Item
5.03 Amendments to Articles of Incorporation or Bylaws; Change in Fiscal Year.
On
March 28, 2023, Ensysce Biosciences, Inc. (the “Company” or “we” or “our”) filed an amendment to
the Company’s Third Amended and Restated Certificate of Incorporation (as amended to date, the “Certificate of Incorporation”),
with the Secretary of State of the State of Delaware to effect a one-for-twelve (1-for-12) reverse stock split (the “Reverse Stock
Split”) of our common stock, par value $0.0001 (the “Common Stock”).
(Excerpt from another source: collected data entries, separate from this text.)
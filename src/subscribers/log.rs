//! # LogWriter: events as tracing records
//!
//! Forwards every [`Event`] to `tracing`. Failures are logged at `warn`,
//! gate waits at `info`, everything else at `debug`.
//!
//! ## Example output (fmt subscriber)
//! ```text
//! DEBUG taskgate::subscribers::log: unit_starting task="a"
//!  WARN taskgate::subscribers::log: stage_failed task="ingest" stage=1 reason="argument 0: expected int, got str"
//!  INFO taskgate::subscribers::log: gate_waiting task="ingest"
//! ```

use async_trait::async_trait;
use tracing::{debug, info, warn};

use crate::events::{Event, EventKind};
use crate::subscribers::Subscribe;

/// Event writer subscriber.
#[derive(Default, Debug, Clone, Copy)]
pub struct LogWriter;

impl LogWriter {
    #[must_use]
    pub fn new() -> Self {
        Self
    }
}

#[async_trait]
impl Subscribe for LogWriter {
    async fn on_event(&self, e: &Event) {
        let label = e.kind.as_label();
        let task = e.task.as_deref().unwrap_or("-");

        match e.kind {
            EventKind::UnitFailed | EventKind::PostFailed => {
                warn!(task, reason = e.reason.as_deref(), "{label}");
            }
            EventKind::StageFailed => {
                warn!(task, stage = e.stage, reason = e.reason.as_deref(), "{label}");
            }
            EventKind::GateWaiting => {
                info!(task, "{label}");
            }
            _ => {
                debug!(task, seq = e.seq, "{label}");
            }
        }
    }

    fn name(&self) -> &'static str {
        "log-writer"
    }
}
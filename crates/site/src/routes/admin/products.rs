//! Admin product management.
//!
//! Create and edit are multipart forms so an image file can ride along
//! with the text fields. A new image is uploaded to the backend first;
//! its stored filename is then written into the product payload.

use std::str::FromStr;

use askama::Template;
use askama_web::WebTemplate;
use axum::{
    extract::{Multipart, Path, State},
    response::{IntoResponse, Redirect, Response},
};
use rust_decimal::Decimal;
use tower_sessions::Session as CookieSession;
use tracing::instrument;

use unique_cctv_core::{Price, ProductId};

use crate::backend::types::{Product, ProductInput};
use crate::error::AppError;
use crate::filters;
use crate::middleware::RequireAdmin;
use crate::middleware::auth::Authed;
use crate::routes::{Nav, auth_rejected_response};
use crate::state::AppState;

/// Product management listing template.
#[derive(Template, WebTemplate)]
#[template(path = "admin/products.html")]
pub struct AdminProductsTemplate {
    pub nav: Nav,
    pub products: Vec<Product>,
    pub image_base: String,
}

/// Product create/edit form template.
#[derive(Template, WebTemplate)]
#[template(path = "admin/product_form.html")]
pub struct ProductFormTemplate {
    pub nav: Nav,
    pub product: Option<Product>,
    pub error: Option<String>,
    pub image_base: String,
}

/// Fields parsed out of the multipart product form.
#[derive(Debug, Default)]
struct ProductFormData {
    name: String,
    description: String,
    price: String,
    category: String,
    specifications: String,
    stock_quantity: String,
    image: Option<(String, String, Vec<u8>)>,
}

/// Read the multipart product form.
///
/// Unknown fields are skipped; an image part without a filename counts
/// as "no new image".
async fn read_form(mut multipart: Multipart) -> Result<ProductFormData, AppError> {
    let mut data = ProductFormData::default();

    while let Some(field) = multipart
        .next_field()
        .await
        .map_err(|_| AppError::BadRequest("invalid form data".to_owned()))?
    {
        let Some(name) = field.name().map(ToString::to_string) else {
            continue;
        };
        match name.as_str() {
            "image" => {
                let file_name = field.file_name().map(ToString::to_string);
                let content_type = field
                    .content_type()
                    .map_or_else(|| "application/octet-stream".to_string(), ToString::to_string);
                let bytes = field.bytes().await.map_err(|_| AppError::BadRequest("invalid form data".to_owned()))?;
                if let Some(file_name) = file_name.filter(|f| !f.is_empty())
                    && !bytes.is_empty()
                {
                    data.image = Some((file_name, content_type, bytes.to_vec()));
                }
            }
            other => {
                let value = field.text().await.map_err(|_| AppError::BadRequest("invalid form data".to_owned()))?;
                match other {
                    "name" => data.name = value,
                    "description" => data.description = value,
                    "price" => data.price = value,
                    "category" => data.category = value,
                    "specifications" => data.specifications = value,
                    "stock_quantity" => data.stock_quantity = value,
                    _ => {}
                }
            }
        }
    }

    Ok(data)
}

/// Validate the parsed form and build the backend payload.
///
/// `existing_image` carries the current filename forward on edits where
/// no replacement file was chosen.
fn build_input(
    data: &ProductFormData,
    uploaded_image: Option<String>,
    existing_image: Option<String>,
) -> Result<ProductInput, String> {
    let name = data.name.trim();
    if name.is_empty() {
        return Err("Name is required.".to_string());
    }
    let category = data.category.trim();
    if category.is_empty() {
        return Err("Category is required.".to_string());
    }
    let price = Decimal::from_str(data.price.trim())
        .map(Price::new)
        .map_err(|_| "Price must be a valid number.".to_string())?;
    let stock_quantity = if data.stock_quantity.trim().is_empty() {
        None
    } else {
        Some(
            data.stock_quantity
                .trim()
                .parse::<i32>()
                .map_err(|_| "Stock quantity must be a whole number.".to_string())?,
        )
    };

    Ok(ProductInput {
        name: name.to_string(),
        description: data.description.trim().to_string(),
        price,
        category: category.to_string(),
        image: uploaded_image.or(existing_image),
        specifications: {
            let specs = data.specifications.trim();
            (!specs.is_empty()).then(|| specs.to_string())
        },
        stock_quantity,
    })
}

/// Upload the form's image file, if one was attached.
async fn upload_if_present(
    state: &AppState,
    authed: &Authed,
    data: &ProductFormData,
) -> Result<Option<String>, crate::backend::BackendError> {
    let Some((file_name, content_type, bytes)) = data.image.clone() else {
        return Ok(None);
    };
    let uploaded = state
        .backend()
        .upload_image(&authed.token, file_name, &content_type, bytes)
        .await?;
    Ok(Some(uploaded.filename))
}

/// Display the product management listing.
///
/// GET /admin/products
#[instrument(skip(state, session, admin), fields(user_id = %admin.0.profile.id))]
pub async fn index(
    State(state): State<AppState>,
    session: CookieSession,
    admin: RequireAdmin,
) -> Response {
    let authed = admin.0;
    match state.backend().list_products().await {
        Ok(products) => AdminProductsTemplate {
            nav: super::nav_for(&authed),
            products,
            image_base: state.backend().image_base(),
        }
        .into_response(),
        Err(err) if err.is_auth_rejected() => {
            auth_rejected_response(&state, &session, "/admin/products").await
        }
        Err(err) => AppError::from(err).into_response(),
    }
}

/// Display the new-product form.
///
/// GET /admin/products/new
#[instrument(skip(state, admin))]
pub async fn new_form(State(state): State<AppState>, admin: RequireAdmin) -> impl IntoResponse {
    ProductFormTemplate {
        nav: super::nav_for(&admin.0),
        product: None,
        error: None,
        image_base: state.backend().image_base(),
    }
}

/// Create a product.
///
/// POST /admin/products
#[instrument(skip(state, session, admin, multipart), fields(user_id = %admin.0.profile.id))]
pub async fn create(
    State(state): State<AppState>,
    session: CookieSession,
    admin: RequireAdmin,
    multipart: Multipart,
) -> Response {
    let authed = admin.0;
    let data = match read_form(multipart).await {
        Ok(data) => data,
        Err(err) => return err.into_response(),
    };

    let uploaded = match upload_if_present(&state, &authed, &data).await {
        Ok(uploaded) => uploaded,
        Err(err) if err.is_auth_rejected() => {
            return auth_rejected_response(&state, &session, "/admin/products").await;
        }
        Err(err) => return AppError::from(err).into_response(),
    };

    let input = match build_input(&data, uploaded, None) {
        Ok(input) => input,
        Err(message) => {
            return ProductFormTemplate {
                nav: super::nav_for(&authed),
                product: None,
                error: Some(message),
                image_base: state.backend().image_base(),
            }
            .into_response();
        }
    };

    match state.backend().create_product(&authed.token, &input).await {
        Ok(product) => {
            tracing::info!(product_id = %product.id, "product created");
            Redirect::to("/admin/products").into_response()
        }
        Err(err) if err.is_auth_rejected() => {
            auth_rejected_response(&state, &session, "/admin/products").await
        }
        Err(err) => ProductFormTemplate {
            nav: super::nav_for(&authed),
            product: None,
            error: Some(err.user_message()),
            image_base: state.backend().image_base(),
        }
        .into_response(),
    }
}

/// Display the edit form for a product.
///
/// GET /admin/products/{id}/edit
#[instrument(skip(state, session, admin))]
pub async fn edit_form(
    State(state): State<AppState>,
    session: CookieSession,
    admin: RequireAdmin,
    Path(id): Path<String>,
) -> Response {
    let authed = admin.0;
    let id = ProductId::from(id);
    match state.backend().get_product(&id).await {
        Ok(product) => ProductFormTemplate {
            nav: super::nav_for(&authed),
            product: Some(product),
            error: None,
            image_base: state.backend().image_base(),
        }
        .into_response(),
        Err(err) if err.is_auth_rejected() => {
            auth_rejected_response(&state, &session, "/admin/products").await
        }
        Err(err) => AppError::from(err).into_response(),
    }
}

/// Update a product.
///
/// POST /admin/products/{id}
#[instrument(skip(state, session, admin, multipart), fields(user_id = %admin.0.profile.id))]
pub async fn update(
    State(state): State<AppState>,
    session: CookieSession,
    admin: RequireAdmin,
    Path(id): Path<String>,
    multipart: Multipart,
) -> Response {
    let authed = admin.0;
    let id = ProductId::from(id);

    let existing = match state.backend().get_product(&id).await {
        Ok(product) => product,
        Err(err) => return AppError::from(err).into_response(),
    };

    let data = match read_form(multipart).await {
        Ok(data) => data,
        Err(err) => return err.into_response(),
    };

    let uploaded = match upload_if_present(&state, &authed, &data).await {
        Ok(uploaded) => uploaded,
        Err(err) if err.is_auth_rejected() => {
            return auth_rejected_response(&state, &session, "/admin/products").await;
        }
        Err(err) => return AppError::from(err).into_response(),
    };

    let input = match build_input(&data, uploaded, existing.image.clone()) {
        Ok(input) => input,
        Err(message) => {
            return ProductFormTemplate {
                nav: super::nav_for(&authed),
                product: Some(existing),
                error: Some(message),
                image_base: state.backend().image_base(),
            }
            .into_response();
        }
    };

    match state.backend().update_product(&authed.token, &id, &input).await {
        Ok(_) => {
            tracing::info!(product_id = %id, "product updated");
            Redirect::to("/admin/products").into_response()
        }
        Err(err) if err.is_auth_rejected() => {
            auth_rejected_response(&state, &session, "/admin/products").await
        }
        Err(err) => ProductFormTemplate {
            nav: super::nav_for(&authed),
            product: Some(existing),
            error: Some(err.user_message()),
            image_base: state.backend().image_base(),
        }
        .into_response(),
    }
}

/// Delete a product.
///
/// POST /admin/products/{id}/delete
#[instrument(skip(state, session, admin), fields(user_id = %admin.0.profile.id))]
pub async fn delete(
    State(state): State<AppState>,
    session: CookieSession,
    admin: RequireAdmin,
    Path(id): Path<String>,
) -> Response {
    let authed = admin.0;
    let id = ProductId::from(id);
    match state.backend().delete_product(&authed.token, &id).await {
        Ok(()) => {
            tracing::info!(product_id = %id, "product deleted");
            Redirect::to("/admin/products").into_response()
        }
        Err(err) if err.is_auth_rejected() => {
            auth_rejected_response(&state, &session, "/admin/products").await
        }
        Err(err) => AppError::from(err).into_response(),
    }
}
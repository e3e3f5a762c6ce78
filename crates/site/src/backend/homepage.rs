//! Homepage content endpoints.

use reqwest::Method;

use super::types::HomepageContent;
use super::{BackendClient, BackendError};

impl BackendClient {
    /// Fetch the editable homepage content (public).
    pub async fn homepage_content(&self) -> Result<HomepageContent, BackendError> {
        self.get_public("/homepage").await
    }

    /// Replace the homepage content (admin).
    pub async fn update_homepage_content(
        &self,
        token: &str,
        content: &HomepageContent,
    ) -> Result<HomepageContent, BackendError> {
        self.send_authed(Method::PUT, "/homepage", token, Some(content))
            .await
    }
}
The Reverse Stock Split will be effective as of
12:01 am on March 31, 2023 (the “Effective Time”).
As
previously described in detail in our definitive proxy statement filed with the Securities and Exchange Commission on February 24, 2023,
the Company held a special meeting of stockholders on March 23, 2023, at which meeting the stockholders approved an amendment of our
Certificate of Incorporation to effect a reverse stock split of our Common Stock at a ratio of not less than 1-for-5 and not more than
1-for-12 and authorized our board of directors to effect a reverse stock split with the exact ratio to be determined in the Board of
Directors (“Board”) discretion. The Board thereafter authorized a 1-for-12 reverse stock split ratio and directed the implementation
of the Reverse Stock Split.
As
a result of the Reverse Stock Split, at the Effective Time, every twelve (12) shares of our pre-Reverse Stock Split Common Stock will
be combined and reclassified into one (1) share of our Common Stock. Our post-Reverse Stock Split Common Stock will begin trading on
March 31, 2023 with a new CUSIP number of 293602405. The Reverse Stock Split does not affect any stockholder’s ownership percentage
of the Common Stock and does not change our authorized number of shares, alter the par value of the Common Stock or modify any voting
rights or other terms of the Common Stock
At
the Effective Time, the exercise prices and the number of shares of Common Stock issuable upon exercise of the Company’s warrants
will automatically be adjusted, in accordance with their terms, in proportion to the Reverse Stock Split ratio.
As
of the Effective Time, proportionate adjustments will be made to the per share exercise price and/or the number of shares issuable upon
the exercise or vesting of all stock options and restricted stock unit awards issued by the Company and outstanding immediately prior
to the effective time of the Reverse Stock Split, which will result in a proportionate decrease in the number of shares of Common Stock
reserved for issuance upon exercise or vesting of such stock options and restricted stock unit awards, and a proportionate increase in
the exercise price of all such stock options and restricted stock unit awards. Concurrently, the number of shares reserved for issuance
under the Company’s Amended and Restated 2021 Omnibus Incentive Plan immediately prior to the effective time of the Reverse Stock
Split will be reduced proportionately.
No
fractional shares will be issued in connection with the Reverse Stock Split. In lieu of the issuance of fractional shares, holders of
record will be entitled to receive cash (without interest) equal to such fraction multiplied by the average of the closing sales prices
of Common Stock on the Nasdaq Stock Market for the five consecutive trading days immediately preceding the effective date of the Reverse
Stock Split (with such average closing sales prices being adjusted to give effect to the Reverse Stock Split).
Our
transfer agent, Continental Stock Transfer & Trust Company, is acting as agent for the Reverse Stock Split. Stockholders who hold
their shares in brokerage accounts or in “street name” will not be required to take any action to effect the exchange of
their shares.
In
connection with the Reverse Stock Split, all shares of our Series A Preferred Stock, $0.0001 par value per share (the “Preferred
Stock”), are being redeemed in accordance with their terms.
A
copy of the Certificate of Amendment of our Certificate of Incorporation is filed as Exhibit 3.1 to this Current Report on Form 8-K and
is incorporated herein by reference.